A U.S. District Court has called into question the meaning of the Restructuring credit event in International Swaps and Derivatives Association credit definitions and granted hedge fund Eternity the right to take JPMorgan to court for breach of contract, at the third time of asking. The debate hinges on whether a 'voluntary' debt exchange by Argentina in 2001 could be seen as 'mandatory' because it could be considered 'economic[ly] coercive' and therefore trigger the Restructuring credit event in default swaps. Eternity attempted to trigger the contracts in November 2001 and JPMorgan refused to settle them.
"A U.S. court has recognized there is ambiguity," said Simon Firth, partner at Linklaters in London, adding that this is not a final decision.
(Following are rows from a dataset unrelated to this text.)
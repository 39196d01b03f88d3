//! Mock font service: catalog, stylesheet and font file endpoints.

use std::time::Duration;
use wiremock::{
    matchers::{method, path, query_param},
    Mock, MockServer, ResponseTemplate,
};

use super::fixtures;

pub const CATALOG_PATH: &str = "/webfonts/v1/webfonts";
pub const STYLESHEET_PATH: &str = "/css2";

/// Wrapper around wiremock MockServer with convenience methods
pub struct MockFontServer {
    pub server: MockServer,
}

impl MockFontServer {
    pub async fn start() -> Self {
        let server = MockServer::start().await;
        Self { server }
    }

    pub fn url(&self) -> String {
        self.server.uri()
    }

    pub fn url_for(&self, path: &str) -> String {
        format!("{}{}", self.server.uri(), path)
    }

    pub fn catalog_url(&self) -> String {
        self.url_for(CATALOG_PATH)
    }

    pub fn stylesheet_url(&self) -> String {
        self.url_for(STYLESHEET_PATH)
    }

    /// Catalog listing `families`, expected to be hit exactly `times` times
    pub async fn mock_catalog(&self, families: &[&str], times: u64) {
        Mock::given(method("GET"))
            .and(path(CATALOG_PATH))
            .and(query_param("sort", "popularity"))
            .respond_with(
                ResponseTemplate::new(200)
                    .set_body_json(fixtures::catalog_json(families))
                    .insert_header("content-type", "application/json"),
            )
            .expect(times)
            .mount(&self.server)
            .await;
    }

    /// Catalog endpoint that answers with an error status
    pub async fn mock_catalog_error(&self, status: u16) {
        Mock::given(method("GET"))
            .and(path(CATALOG_PATH))
            .respond_with(ResponseTemplate::new(status).set_body_string("unavailable"))
            .mount(&self.server)
            .await;
    }

    /// Stylesheet for `family` pointing at one font file on this server.
    /// `query` is the decoded `family` parameter, e.g. `Roboto:wght@400;700`.
    pub async fn mock_stylesheet(&self, query: &str, font_file: &str, times: u64) {
        self.mock_stylesheet_delayed(query, font_file, times, Duration::ZERO)
            .await;
    }

    pub async fn mock_stylesheet_delayed(
        &self,
        query: &str,
        font_file: &str,
        times: u64,
        delay: Duration,
    ) {
        let family = query.split(':').next().unwrap_or(query);
        let css = fixtures::stylesheet_css(family, &[self.url_for(font_file)]);
        Mock::given(method("GET"))
            .and(path(STYLESHEET_PATH))
            .and(query_param("family", query))
            .respond_with(
                ResponseTemplate::new(200)
                    .set_body_string(css)
                    .insert_header("content-type", "text/css")
                    .set_delay(delay),
            )
            .expect(times)
            .mount(&self.server)
            .await;
    }

    /// Stylesheet endpoint that answers with an error status, at most `times` times
    pub async fn mock_stylesheet_error(&self, query: &str, status: u16, times: u64) {
        Mock::given(method("GET"))
            .and(path(STYLESHEET_PATH))
            .and(query_param("family", query))
            .respond_with(ResponseTemplate::new(status))
            .up_to_n_times(times)
            .expect(times)
            .mount(&self.server)
            .await;
    }

    /// Serve the fixture font at `file_path`
    pub async fn mock_font_file(&self, file_path: &str) {
        Mock::given(method("GET"))
            .and(path(file_path))
            .respond_with(
                ResponseTemplate::new(200)
                    .set_body_bytes(fixtures::font_bytes())
                    .insert_header("content-type", "font/ttf"),
            )
            .mount(&self.server)
            .await;
    }

    /// Number of requests received for `endpoint`
    pub async fn request_count(&self, endpoint: &str) -> usize {
        self.server
            .received_requests()
            .await
            .unwrap_or_default()
            .iter()
            .filter(|request| request.url.path() == endpoint)
            .count()
    }
}
//! Pure geometry for post rendering.

use crate::models::{FooterPosition, GradientDirection, Margin};

/// Main text line height as a multiple of the font size
pub const LINE_HEIGHT_FACTOR: f32 = 1.2;

/// Extra distance from the top edge for top-row footers
pub const FOOTER_TOP_INSET: f32 = 20.0;

#[derive(Debug, Clone, Copy, PartialEq, Eq)]
pub enum HorizontalAlign {
    Left,
    Center,
    Right,
}

impl HorizontalAlign {
    /// SVG `text-anchor` value
    pub fn text_anchor(self) -> &'static str {
        match self {
            Self::Left => "start",
            Self::Center => "middle",
            Self::Right => "end",
        }
    }
}

/// Which part of the glyph box sits on the anchor's y coordinate
#[derive(Debug, Clone, Copy, PartialEq, Eq)]
pub enum VerticalBaseline {
    Top,
    Middle,
    Bottom,
}

impl VerticalBaseline {
    /// SVG `dominant-baseline` value
    pub fn dominant_baseline(self) -> &'static str {
        match self {
            Self::Top => "text-before-edge",
            Self::Middle => "central",
            Self::Bottom => "text-after-edge",
        }
    }
}

#[derive(Debug, Clone, Copy, PartialEq)]
pub struct Anchor {
    pub x: f32,
    pub y: f32,
    pub align: HorizontalAlign,
}

/// Start and end points of a linear gradient
#[derive(Debug, Clone, Copy, PartialEq)]
pub struct GradientVector {
    pub x0: f32,
    pub y0: f32,
    pub x1: f32,
    pub y1: f32,
}

/// Computed but not applied to text placement; see DESIGN.md.
pub fn margin_pixels(margin: Margin, width: u32, height: u32) -> f32 {
    width.min(height) as f32 * margin.factor()
}

pub fn footer_anchor(position: FooterPosition, width: u32, height: u32, padding: u32) -> Anchor {
    let (w, h, p) = (width as f32, height as f32, padding as f32);
    let top = p + FOOTER_TOP_INSET;
    let bottom = h - p;

    let (x, y, align) = match position {
        FooterPosition::BottomCenter => (w / 2.0, bottom, HorizontalAlign::Center),
        FooterPosition::BottomLeft => (p, bottom, HorizontalAlign::Left),
        FooterPosition::BottomRight => (w - p, bottom, HorizontalAlign::Right),
        FooterPosition::TopCenter => (w / 2.0, top, HorizontalAlign::Center),
        FooterPosition::TopLeft => (p, top, HorizontalAlign::Left),
        FooterPosition::TopRight => (w - p, top, HorizontalAlign::Right),
    };
    Anchor { x, y, align }
}

pub fn footer_baseline(position: FooterPosition) -> VerticalBaseline {
    if position.is_top() {
        VerticalBaseline::Top
    } else {
        VerticalBaseline::Bottom
    }
}

pub fn gradient_vector(direction: GradientDirection, width: u32, height: u32) -> GradientVector {
    let (w, h) = (width as f32, height as f32);
    let (x0, y0, x1, y1) = match direction {
        GradientDirection::ToR => (0.0, 0.0, w, 0.0),
        GradientDirection::ToL => (w, 0.0, 0.0, 0.0),
        GradientDirection::ToB => (0.0, 0.0, 0.0, h),
        GradientDirection::ToT => (0.0, h, 0.0, 0.0),
        GradientDirection::ToBr => (0.0, 0.0, w, h),
        GradientDirection::ToBl => (w, 0.0, 0.0, h),
        GradientDirection::ToTr => (0.0, h, w, 0.0),
        GradientDirection::ToTl => (w, h, 0.0, 0.0),
    };
    GradientVector { x0, y0, x1, y1 }
}

/// Lines of the main text, split on `\n` with any trailing `\r` removed.
/// Empty lines are kept so they take up a slot.
pub fn split_lines(text: &str) -> Vec<&str> {
    text.split('\n')
        .map(|line| line.strip_suffix('\r').unwrap_or(line))
        .collect()
}

/// Vertical placement of the main text block, centered on the canvas
#[derive(Debug, Clone, Copy, PartialEq)]
pub struct TextBlock {
    pub line_count: usize,
    pub line_height: f32,
    pub start_y: f32,
}

impl TextBlock {
    pub fn new(line_count: usize, font_size: f32, canvas_height: u32) -> Self {
        let line_height = font_size * LINE_HEIGHT_FACTOR;
        let total = line_count as f32 * line_height;
        Self {
            line_count,
            line_height,
            start_y: (canvas_height as f32 - total) / 2.0,
        }
    }

    pub fn total_height(&self) -> f32 {
        self.line_count as f32 * self.line_height
    }

    /// Vertical center of line `index`
    pub fn line_center(&self, index: usize) -> f32 {
        self.start_y + index as f32 * self.line_height + self.line_height / 2.0
    }
}
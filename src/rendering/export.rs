//! Encoding a rendered surface to PNG or JPEG and writing it out.

use super::surface::Surface;
use crate::error::{ConfigError, ExportError};
use crate::models::ExportConfig;
use chrono::{DateTime, Utc};
use image::codecs::jpeg::JpegEncoder;
use image::ExtendedColorType;
use std::fmt;
use std::io::Cursor;
use std::path::{Path, PathBuf};
use std::str::FromStr;

pub const JPEG_QUALITY: u8 = 95;

#[derive(Debug, Clone, Copy, PartialEq, Eq, Default)]
pub enum ImageFormat {
    Jpg,
    #[default]
    Png,
}

impl ImageFormat {
    pub fn extension(self) -> &'static str {
        match self {
            Self::Jpg => "jpg",
            Self::Png => "png",
        }
    }

    pub fn mime_type(self) -> &'static str {
        match self {
            Self::Jpg => "image/jpeg",
            Self::Png => "image/png",
        }
    }
}

impl FromStr for ImageFormat {
    type Err = ConfigError;

    fn from_str(s: &str) -> Result<Self, Self::Err> {
        match s.trim().to_ascii_lowercase().as_str() {
            "jpg" | "jpeg" => Ok(Self::Jpg),
            "png" => Ok(Self::Png),
            _ => Err(ConfigError::UnknownValue {
                field: "format",
                value: s.to_string(),
            }),
        }
    }
}

impl fmt::Display for ImageFormat {
    fn fmt(&self, f: &mut fmt::Formatter<'_>) -> fmt::Result {
        f.write_str(self.extension())
    }
}

/// `social-post-<unix millis>.<ext>`
pub fn default_filename(format: ImageFormat, timestamp: DateTime<Utc>) -> String {
    format!(
        "social-post-{}.{}",
        timestamp.timestamp_millis(),
        format.extension()
    )
}

/// Encode the surface. PNG is lossless 8-bit RGBA; JPEG is composited over
/// white at quality 95.
pub fn encode(surface: &Surface, format: ImageFormat) -> Result<Vec<u8>, ExportError> {
    match format {
        ImageFormat::Png => encode_png(surface),
        ImageFormat::Jpg => encode_jpeg(surface),
    }
}

fn encode_png(surface: &Surface) -> Result<Vec<u8>, ExportError> {
    let rgba = surface.to_rgba();
    let mut buf = Cursor::new(Vec::new());
    {
        let mut encoder = png::Encoder::new(&mut buf, surface.width(), surface.height());
        encoder.set_color(png::ColorType::Rgba);
        encoder.set_depth(png::BitDepth::Eight);
        let mut writer = encoder
            .write_header()
            .map_err(|e| ExportError::PngEncode(e.to_string()))?;
        writer
            .write_image_data(&rgba)
            .map_err(|e| ExportError::PngEncode(e.to_string()))?;
    }
    Ok(buf.into_inner())
}

fn encode_jpeg(surface: &Surface) -> Result<Vec<u8>, ExportError> {
    let rgb = rgba_over_white(&surface.to_rgba());
    let mut buf = Vec::new();
    JpegEncoder::new_with_quality(&mut buf, JPEG_QUALITY)
        .encode(
            &rgb,
            surface.width(),
            surface.height(),
            ExtendedColorType::Rgb8,
        )
        .map_err(|e| ExportError::JpegEncode(e.to_string()))?;
    Ok(buf)
}

/// Drop alpha by compositing against white.
fn rgba_over_white(rgba: &[u8]) -> Vec<u8> {
    rgba.chunks_exact(4)
        .flat_map(|pixel| {
            let a = pixel[3] as u16;
            let blend = |c: u8| ((c as u16 * a + 255 * (255 - a)) / 255) as u8;
            [blend(pixel[0]), blend(pixel[1]), blend(pixel[2])]
        })
        .collect()
}

/// Lossless re-compression; keeps the input when oxipng fails.
fn optimize_png(png_bytes: Vec<u8>) -> Vec<u8> {
    let options = oxipng::Options {
        strip: oxipng::StripChunks::Safe,
        optimize_alpha: false,
        ..Default::default()
    };
    match oxipng::optimize_from_memory(&png_bytes, &options) {
        Ok(optimized) => optimized,
        Err(e) => {
            tracing::warn!(error = %e, "PNG optimization failed, keeping unoptimized output");
            png_bytes
        }
    }
}

/// A file written by `Exporter::export`
#[derive(Debug, Clone, PartialEq, Eq)]
pub struct ExportedFile {
    pub path: PathBuf,
    pub format: ImageFormat,
    pub bytes: usize,
}

pub struct Exporter {
    output_dir: PathBuf,
    optimize_png: bool,
}

impl Exporter {
    pub fn new(config: &ExportConfig) -> Self {
        Self {
            output_dir: config.output_dir.clone(),
            optimize_png: config.optimize_png,
        }
    }

    pub fn output_dir(&self) -> &Path {
        &self.output_dir
    }

    /// Encode with this exporter's settings
    pub fn encode(&self, surface: &Surface, format: ImageFormat) -> Result<Vec<u8>, ExportError> {
        let bytes = encode(surface, format)?;
        if format == ImageFormat::Png && self.optimize_png {
            return Ok(optimize_png(bytes));
        }
        Ok(bytes)
    }

    /// Write the surface to `<output_dir>/<filename>`, or a timestamped
    /// default name when `filename` is `None`.
    ///
    /// Nothing is written when there is no surface or the encoder produced
    /// no data.
    pub fn export(
        &self,
        surface: Option<&Surface>,
        format: ImageFormat,
        filename: Option<&str>,
    ) -> Result<ExportedFile, ExportError> {
        let surface = surface.ok_or(ExportError::SurfaceNotReady)?;

        let bytes = self.encode(surface, format)?;
        if bytes.is_empty() {
            return Err(ExportError::EmptyOutput);
        }

        let filename = match filename {
            Some(name) => name.to_string(),
            None => default_filename(format, Utc::now()),
        };
        std::fs::create_dir_all(&self.output_dir)?;
        let path = self.output_dir.join(filename);
        std::fs::write(&path, &bytes)?;

        tracing::info!(
            path = %path.display(),
            format = %format,
            bytes = bytes.len(),
            width = surface.width(),
            height = surface.height(),
            "Exported post"
        );

        Ok(ExportedFile {
            path,
            format,
            bytes: bytes.len(),
        })
    }
}
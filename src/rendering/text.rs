//! Text drawing via an SVG overlay rasterized with resvg.

use super::layout::{HorizontalAlign, VerticalBaseline};
use crate::error::RenderError;
use crate::models::{Color, FontFamily};
use resvg::usvg::{self, Transform};
use std::fmt::Write as _;
use std::sync::Arc;
use tiny_skia::Pixmap;

/// One line of text at an absolute position
#[derive(Debug, Clone)]
pub struct TextRun<'a> {
    pub text: &'a str,
    pub x: f32,
    pub y: f32,
    pub align: HorizontalAlign,
    pub baseline: VerticalBaseline,
    pub size: u32,
    pub color: &'a Color,
}

/// All text drawn on top of a background, sharing one font family
pub struct TextLayer<'a> {
    width: u32,
    height: u32,
    family: &'a FontFamily,
    runs: Vec<TextRun<'a>>,
}

impl<'a> TextLayer<'a> {
    pub fn new(width: u32, height: u32, family: &'a FontFamily) -> Self {
        Self {
            width,
            height,
            family,
            runs: Vec::new(),
        }
    }

    pub fn push(&mut self, run: TextRun<'a>) {
        self.runs.push(run);
    }

    pub fn is_empty(&self) -> bool {
        self.runs.iter().all(|run| run.text.is_empty())
    }

    pub fn to_svg(&self) -> String {
        let (width, height) = (self.width, self.height);
        let family = xml_escape(&format!("{}, sans-serif", self.family.css_name()));

        let mut svg = format!(
            r#"<svg xmlns="http://www.w3.org/2000/svg" width="{width}" height="{height}" viewBox="0 0 {width} {height}" xml:space="preserve">"#
        );
        svg.push('\n');

        for run in self.runs.iter().filter(|run| !run.text.is_empty()) {
            let _ = writeln!(
                svg,
                r#"  <text x="{}" y="{}" font-family="{family}" font-size="{}" fill="{}" fill-opacity="{}" text-anchor="{}" dominant-baseline="{}">{}</text>"#,
                run.x,
                run.y,
                run.size,
                run.color.to_svg_rgb(),
                run.color.alpha(),
                run.align.text_anchor(),
                run.baseline.dominant_baseline(),
                xml_escape(run.text)
            );
        }

        svg.push_str("</svg>\n");
        svg
    }

    /// Rasterize the layer on top of `pixmap` using faces from `fontdb`.
    pub fn draw(&self, pixmap: &mut Pixmap, fontdb: Arc<fontdb::Database>) -> Result<(), RenderError> {
        if self.is_empty() {
            return Ok(());
        }

        let svg = self.to_svg();
        let options = usvg::Options {
            fontdb,
            ..Default::default()
        };
        let tree = usvg::Tree::from_str(&svg, &options)
            .map_err(|e| RenderError::SvgParse(e.to_string()))?;

        resvg::render(&tree, Transform::identity(), &mut pixmap.as_mut());
        Ok(())
    }
}

/// Escape markup and drop characters XML 1.0 cannot carry, even as
/// character references.
fn xml_escape(s: &str) -> String {
    let mut out = String::with_capacity(s.len());
    for c in s.chars() {
        match c {
            '&' => out.push_str("&amp;"),
            '<' => out.push_str("&lt;"),
            '>' => out.push_str("&gt;"),
            '"' => out.push_str("&quot;"),
            '\'' => out.push_str("&#39;"),
            c if is_xml_char(c) => out.push(c),
            _ => {}
        }
    }
    out
}

fn is_xml_char(c: char) -> bool {
    matches!(
        c,
        '\t' | '\n' | '\r' | '\u{20}'..='\u{D7FF}' | '\u{E000}'..='\u{FFFD}' | '\u{10000}'..='\u{10FFFF}'
    )
}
The contention revolves around the meaning of mandatory, according to Patrick Clancy, counsel at Shearman & Sterling in London. JPMorgan's argument is that mandatory means a legal obligation. "A gun to the head is merely pressurizing you, it's not mandatory," said Firth. Eternity, however, argues that to credit risk protection buyers such as itself, a "mandatory transfer" includes any obligation exchange achieved by "economic coercion." The panel of judges has not made a ruling, it has simply said there is a case to answer, noted Firth.
If the court does decide that mandatory can include economic coercion, it will leave lawyers guessing where to draw the line, said another lawyer.